Mercifully, there is just one game left in the 2016 season, and luckily it comes against the Vikings, a team I take great pleasure in watching the Bears pummel into the earth. But once 3:15 pm rolls around on Sunday afternoon, it’s over. No more painful turnovers, no more injured stars, no more Bears losses.
By 3:15 on Monday afternoon, John Fox may be fired. Does he deserve to be? Probably not, but if the front office doesn’t want to move forward with him that would be just fine with me. Immediately following a firing comes the anticipation of a coaching search. While that process is never very fun, it’s compelling to follow and is more exciting than actually watching the Bears play football this year.
Whether or not Fox gets fired, this offseason will be full of debate over who the Bears should select with the 3rd-5th pick in the upcoming 2017 NFL Draft. The outcome of Sunday’s game can only move the Bears up or down two places, so it’s set in stone that the Bears will have a top five pick.
With an upcoming draft, there is a slow trickle of action and awareness that begins during the season and steadily turns into a stream as the playoffs conclude, draft order is set, and prospects meet at the Senior Bowl.

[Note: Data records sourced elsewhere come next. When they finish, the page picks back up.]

//! External collaborators of the pipeline.
//!
//! The radar transforms, raster conversions and layered indices are produced
//! by external tools. The traits here describe what the orchestration needs
//! from them; the default implementations render SNAP `gpt`, OTB and GDAL
//! command lines and run them through a [`JobRunner`].

use crate::config::{ArdParameters, Metric, OutputDataType, SpeckleSettings};
use crate::core::grouping::{ProcessingUnit, UnitInputs};
use crate::core::jobs::{invoke, log_path_for, CommandSpec, CommandTemplate, JobRunner, TemplateValues};
use crate::core::scaling::ScalingRule;
use crate::types::{ArdError, ArdResult};
use chrono::NaiveDate;
use std::path::{Path, PathBuf};
use std::sync::Arc;

/// A rendered engine command and the files it must leave behind
#[derive(Debug, Clone, PartialEq, Eq)]
pub struct EngineJob {
    pub command: CommandSpec,
    pub expected_outputs: Vec<PathBuf>,
}

/// DIMAP product written by SNAP: `<stem>.dim` plus `<stem>.data/`
pub fn dimap_paths(stem: &Path) -> (PathBuf, PathBuf) {
    let mut dim = stem.as_os_str().to_os_string();
    dim.push(".dim");
    let mut data = stem.as_os_str().to_os_string();
    data.push(".data");
    (PathBuf::from(dim), PathBuf::from(data))
}

/// Inputs of one timescan metrics computation
#[derive(Debug, Clone)]
pub struct TimescanRequest<'a> {
    /// Layered index of the timeseries
    pub index: &'a Path,
    /// Output prefix, metric files become `<prefix>.<metric>.tif`
    pub prefix: &'a Path,
    pub metrics: &'a [Metric],
    pub dates: &'a [NaiveDate],
    pub rescale: bool,
    pub to_power: bool,
    pub outlier_removal: bool,
}

pub trait ProcessingEngine: Send + Sync {
    /// Scene or burst to ARD. Products go to `unit.out_dir` as
    /// `<prefix>.<product>.dim`.
    fn ard(&self, unit: &ProcessingUnit, inputs: &[PathBuf], params: &ArdParameters, temp_dir: &Path)
        -> ArdResult<EngineJob>;

    /// Co-registered stack of one band over all dates, written as DIMAP at `output`
    fn stack(&self, inputs: &[PathBuf], band: &str, output: &Path) -> ArdResult<EngineJob>;

    /// Multi-temporal speckle filter of a stack
    fn mt_speckle(&self, input: &Path, output: &Path, settings: &SpeckleSettings) -> ArdResult<EngineJob>;

    fn timescan(&self, request: &TimescanRequest<'_>) -> ArdResult<EngineJob>;

    /// Feather-blended spatial mosaic
    fn mosaic(&self, inputs: &[PathBuf], output: &Path, temp_dir: &Path) -> ArdResult<EngineJob>;
}

/// Command templates of the default engine
#[derive(Debug, Clone)]
pub struct EngineTemplates {
    pub grd_ard: CommandTemplate,
    pub burst_ard: CommandTemplate,
    pub stack: CommandTemplate,
    pub mt_speckle: CommandTemplate,
    pub timescan: CommandTemplate,
    pub mosaic: CommandTemplate,
}

impl Default for EngineTemplates {
    fn default() -> Self {
        Self {
            grd_ard: CommandTemplate::new(
                "gpt {graph_dir}/grd_to_ard.xml -x -q {concurrency} -Pinput={inputs_csv} -Poutput={output} \
                 -Presolution={resolution} -Pproduct_type={product_type} -Pborder_noise={border_noise} \
                 -Pspeckle_filter={speckle_filter} -Pto_db={to_db} -Pls_mask={ls_mask_create} \
                 -Pdem={dem} -Presampling={resampling} -Ptemp_dir={temp_dir}",
            ),
            burst_ard: CommandTemplate::new(
                "gpt {graph_dir}/burst_to_ard.xml -x -q {concurrency} -Pinput={inputs_csv} -Poutput={output} \
                 -Pswath={swath} -Pburst={burst_nr} -Presolution={resolution} -Pproduct_type={product_type} \
                 -Pspeckle_filter={speckle_filter} -Pto_db={to_db} -Pls_mask={ls_mask_create} \
                 -Pcoherence={coherence} -Pha_alpha={ha_alpha} -Pdem={dem} -Ptemp_dir={temp_dir}",
            ),
            stack: CommandTemplate::new(
                "gpt {graph_dir}/create_stack.xml -x -q {concurrency} -Pfilelist={inputs_csv} \
                 -Pband={band} -Poutput={output}",
            ),
            mt_speckle: CommandTemplate::new(
                "gpt {graph_dir}/mt_speckle.xml -x -q {concurrency} -Pinput={input} -Poutput={output} \
                 -Pfilter={filter} -PENL={enl} -Pestimate_ENL={estimate_enl} -Psigma={sigma} \
                 -Pfilter_x_size={filter_x_size} -Pfilter_y_size={filter_y_size} \
                 -Pwindow_size={window_size} -Ptarget_window_size={target_window_size} \
                 -Pnum_of_looks={num_of_looks} -Pdamping={damping} -Ppan_size={pan_size}",
            ),
            timescan: CommandTemplate::new(
                "s1ard-metrics --index {input} --prefix {output} --metrics {metrics} --dates {dates} \
                 --rescale {rescale} --to-power {to_power} --outlier-removal {outlier_removal}",
            ),
            mosaic: CommandTemplate::new(
                "otbcli_Mosaic -ram 4000 -progress 1 -comp.feather large -harmo.method band \
                 -harmo.cost rmse -tmpdir {temp_dir} -il {inputs} -out {output} float",
            ),
        }
    }
}

/// SNAP graphs for ARD and stacks, a metrics tool for timescans and
/// `otbcli_Mosaic` for mosaics
#[derive(Debug, Clone)]
pub struct SnapOtbEngine {
    pub graph_dir: PathBuf,
    /// Passed as `-q` to every `gpt` call
    pub concurrency_hint: usize,
    pub templates: EngineTemplates,
}

impl SnapOtbEngine {
    pub fn new<P: AsRef<Path>>(graph_dir: P, concurrency_hint: usize) -> Self {
        Self {
            graph_dir: graph_dir.as_ref().to_path_buf(),
            concurrency_hint: concurrency_hint.max(1),
            templates: EngineTemplates::default(),
        }
    }

    fn base_values(&self) -> TemplateValues {
        TemplateValues::default()
            .with_concurrency(self.concurrency_hint)
            .param("graph_dir", self.graph_dir.display())
    }
}

impl ProcessingEngine for SnapOtbEngine {
    fn ard(
        &self,
        unit: &ProcessingUnit,
        inputs: &[PathBuf],
        params: &ArdParameters,
        temp_dir: &Path,
    ) -> ArdResult<EngineJob> {
        let stem = unit.out_dir.join(format!("{}.BS", unit.prefix()));
        let values = self
            .base_values()
            .with_inputs(inputs)
            .with_output(&stem)
            .param("resolution", params.resolution)
            .param("product_type", params.product_type.as_str())
            .param("border_noise", params.border_noise)
            .param("speckle_filter", params.speckle_filter)
            .param("to_db", params.to_db)
            .param("ls_mask_create", params.ls_mask_create)
            .param("coherence", params.coherence)
            .param("ha_alpha", params.ha_alpha)
            .param("dem", &params.dem)
            .param("resampling", &params.resampling)
            .param("temp_dir", temp_dir.display());

        let command = match &unit.inputs {
            UnitInputs::Scenes(_) => self.templates.grd_ard.render(&values)?,
            UnitInputs::Burst(burst) => self.templates.burst_ard.render(
                &values
                    .param("swath", burst.subswath)
                    .param("burst_nr", burst.burst_nr),
            )?,
        };
        let (dim, data) = dimap_paths(&stem);
        Ok(EngineJob {
            command,
            expected_outputs: vec![dim, data],
        })
    }

    fn stack(&self, inputs: &[PathBuf], band: &str, output: &Path) -> ArdResult<EngineJob> {
        let values = self
            .base_values()
            .with_inputs(inputs)
            .with_output(output)
            .param("band", band);
        let (dim, data) = dimap_paths(output);
        Ok(EngineJob {
            command: self.templates.stack.render(&values)?,
            expected_outputs: vec![dim, data],
        })
    }

    fn mt_speckle(&self, input: &Path, output: &Path, settings: &SpeckleSettings) -> ArdResult<EngineJob> {
        let (input_dim, _) = dimap_paths(input);
        let values = self
            .base_values()
            .with_output(output)
            .param("input", input_dim.display())
            .param("filter", &settings.filter)
            .param("enl", settings.enl)
            .param("estimate_enl", settings.estimate_enl)
            .param("sigma", settings.sigma)
            .param("filter_x_size", settings.filter_x_size)
            .param("filter_y_size", settings.filter_y_size)
            .param("window_size", &settings.window_size)
            .param("target_window_size", &settings.target_window_size)
            .param("num_of_looks", settings.num_of_looks)
            .param("damping", settings.damping)
            .param("pan_size", settings.pan_size);
        let (dim, data) = dimap_paths(output);
        Ok(EngineJob {
            command: self.templates.mt_speckle.render(&values)?,
            expected_outputs: vec![dim, data],
        })
    }

    fn timescan(&self, request: &TimescanRequest<'_>) -> ArdResult<EngineJob> {
        let metrics = request.metrics.iter().map(|m| m.as_str()).collect::<Vec<_>>().join(",");
        let dates = request
            .dates
            .iter()
            .map(|d| d.format("%Y%m%d").to_string())
            .collect::<Vec<_>>()
            .join(",");
        let values = self
            .base_values()
            .with_output(request.prefix)
            .param("input", request.index.display())
            .param("metrics", metrics)
            .param("dates", dates)
            .param("rescale", request.rescale)
            .param("to_power", request.to_power)
            .param("outlier_removal", request.outlier_removal);
        Ok(EngineJob {
            command: self.templates.timescan.render(&values)?,
            expected_outputs: request
                .metrics
                .iter()
                .map(|m| metric_output(request.prefix, *m))
                .collect(),
        })
    }

    fn mosaic(&self, inputs: &[PathBuf], output: &Path, temp_dir: &Path) -> ArdResult<EngineJob> {
        let values = self
            .base_values()
            .with_inputs(inputs)
            .with_output(output)
            .param("temp_dir", temp_dir.display());
        Ok(EngineJob {
            command: self.templates.mosaic.render(&values)?,
            expected_outputs: vec![output.to_path_buf()],
        })
    }
}

/// `<prefix>.<metric>.tif`
pub fn metric_output(prefix: &Path, metric: Metric) -> PathBuf {
    let mut name = prefix.as_os_str().to_os_string();
    name.push(format!(".{}.tif", metric.as_str()));
    PathBuf::from(name)
}

/// One per-date conversion into a timeseries file
#[derive(Debug, Clone, PartialEq)]
pub struct ConversionRequest {
    pub input: PathBuf,
    pub output: PathBuf,
    pub rule: ScalingRule,
    pub data_type: OutputDataType,
    /// Optional clip polygon
    pub extent: Option<PathBuf>,
    /// Where the tool logs go
    pub log_dir: PathBuf,
}

pub trait RasterConverter: Send + Sync {
    fn convert(&self, request: &ConversionRequest) -> ArdResult<()>;
}

/// `gdal_calc.py` for dB and clipping, `gdalwarp` for the extent and
/// `gdal_translate` for the final type and linear stretch
pub struct GdalConverter {
    runner: Arc<dyn JobRunner>,
}

impl GdalConverter {
    pub fn new(runner: Arc<dyn JobRunner>) -> Self {
        Self { runner }
    }

    /// The commands run for `request`, with intermediates in `work_dir`
    pub fn commands(request: &ConversionRequest, work_dir: &Path) -> Vec<(&'static str, CommandSpec)> {
        let rule = &request.rule;
        let clipped = work_dir.join("clipped.tif");
        let mut commands = vec![(
            "calc",
            CommandSpec::new("gdal_calc.py")
                .arg("-A")
                .path_arg(&request.input)
                .arg(format!("--outfile={}", clipped.display()))
                .arg(format!("--calc={}", rule.calc_expression()))
                .arg("--NoDataValue=0")
                .arg("--type=Float32")
                .arg("--overwrite"),
        )];

        let mut current = clipped;
        if let Some(extent) = &request.extent {
            let cut = work_dir.join("cut.tif");
            commands.push((
                "warp",
                CommandSpec::new("gdalwarp")
                    .arg("-overwrite")
                    .arg("-cutline")
                    .path_arg(extent)
                    .arg("-crop_to_cutline")
                    .args(["-srcnodata", "0", "-dstnodata", "0"])
                    .path_arg(&current)
                    .path_arg(&cut),
            ));
            current = cut;
        }

        let mut translate = CommandSpec::new("gdal_translate")
            .args(["-of", "GTiff", "-co", "COMPRESS=DEFLATE", "-a_nodata", "0"])
            .arg("-ot")
            .arg(request.data_type.gdal_name());
        if let Some((src_min, src_max, dst_min, dst_max)) = rule.stretch(request.data_type) {
            translate = translate.arg("-scale").args([
                src_min.to_string(),
                src_max.to_string(),
                dst_min.to_string(),
                dst_max.to_string(),
            ]);
        }
        commands.push(("translate", translate.path_arg(&current).path_arg(&request.output)));
        commands
    }
}

impl RasterConverter for GdalConverter {
    fn convert(&self, request: &ConversionRequest) -> ArdResult<()> {
        let parent = request
            .output
            .parent()
            .ok_or_else(|| ArdError::Processing(format!("{} has no parent", request.output.display())))?;
        std::fs::create_dir_all(parent)?;
        let work_dir = tempfile::Builder::new().prefix(".convert").tempdir_in(parent)?;

        let stem = request
            .output
            .file_stem()
            .map(|s| s.to_string_lossy().into_owned())
            .unwrap_or_default();
        for (step, command) in Self::commands(request, work_dir.path()) {
            invoke(self.runner.as_ref(), &command, &log_path_for(&request.log_dir, &stem, step, None))?;
        }
        Ok(())
    }
}

/// Multi-band index with one band per layer, in the given order
#[derive(Debug, Clone, PartialEq, Eq)]
pub struct LayeredIndex {
    pub path: PathBuf,
    pub layers: Vec<PathBuf>,
}

pub trait LayerIndexBuilder: Send + Sync {
    fn build(&self, index: &LayeredIndex) -> ArdResult<()>;
}

/// `gdalbuildvrt -separate -srcnodata 0`
pub struct GdalBuildVrt {
    runner: Arc<dyn JobRunner>,
}

impl GdalBuildVrt {
    pub fn new(runner: Arc<dyn JobRunner>) -> Self {
        Self { runner }
    }

    pub fn command(index: &LayeredIndex) -> CommandSpec {
        let mut spec = CommandSpec::new("gdalbuildvrt")
            .args(["-overwrite", "-separate", "-srcnodata", "0"])
            .path_arg(&index.path);
        for layer in &index.layers {
            spec = spec.path_arg(layer);
        }
        spec
    }
}

impl LayerIndexBuilder for GdalBuildVrt {
    fn build(&self, index: &LayeredIndex) -> ArdResult<()> {
        if index.layers.is_empty() {
            return Err(ArdError::Processing(format!(
                "No layers for index {}",
                index.path.display()
            )));
        }
        let log_path = index.path.with_extension("err_log");
        invoke(self.runner.as_ref(), &Self::command(index), &log_path)?;
        Ok(())
    }
}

The mock drafts pick up, the so called experts update their prospect rankings and slowly but surely excitement builds as a flood of information is published and the draft picture becomes clearer.
During this draft prep phase, free agency begins and seeing how a team mixes the two main areas of building a roster is always an interesting process. Last year the Bears killed it in both areas, signing Akiem Hicks, Jerrell Freeman, Danny Trevathan, and to a lesser extent, Bobby Massie all to reasonable deals. Massie aside, all met or exceeded expectations and lay the groundwork for a top ten defense.
The Bears took the momentum they built up in free agency and stayed on a roll in the draft, selecting a possible game changer in Leonard Floyd with the ninth overall pick, and with their next selection landed a potential pro bowl center in Cody Whitehair. While they stumbled by picking Jonathan Bullard, DE out of Florida, it made sense what they were doing as their first three picks were all on either the defensive or offensive line.
In the fourth round the selection of LB Nick Kwiatkowski out of West Virginia looks to be a win so far, as he stepped up and played well when injuries ate away at the Bears linebacking depth. Then came the best pick of this Bears regime, and maybe they just got lucky, but Jordan Howard in the fifth round is going to look like even more of a steal ten years from now than it does today, and it looks like pure highway robbery right now. London Heist style.
Jordan Howard, just saying his name in my head makes me swoon. He is pure Chicago the way he just runs over people, but still has the moves to make the next defender miss. He’s the running back I never knew this town needed until seeing him play. Matt Forte was great, but he’s already a distant memory. No Bears running back can ever replace Sweetness, but not since Water Payton has any Bears starting running back averaged over 5.0 yards per carry as Howard has, and yet somehow only two teams in the NFL have less rushing attempts than the Bears.
What exactly is Offensive Coordinator Dowell Loggains game plan each week if not ground and pound with an elite running back? Especially considering he has a young, inexperienced quarterback in Matt Barkley. It literally hurts my brain pondering this question. The only excuse I can come up with is that the Bears are trying way too hard to see what they have in Matt Barkley.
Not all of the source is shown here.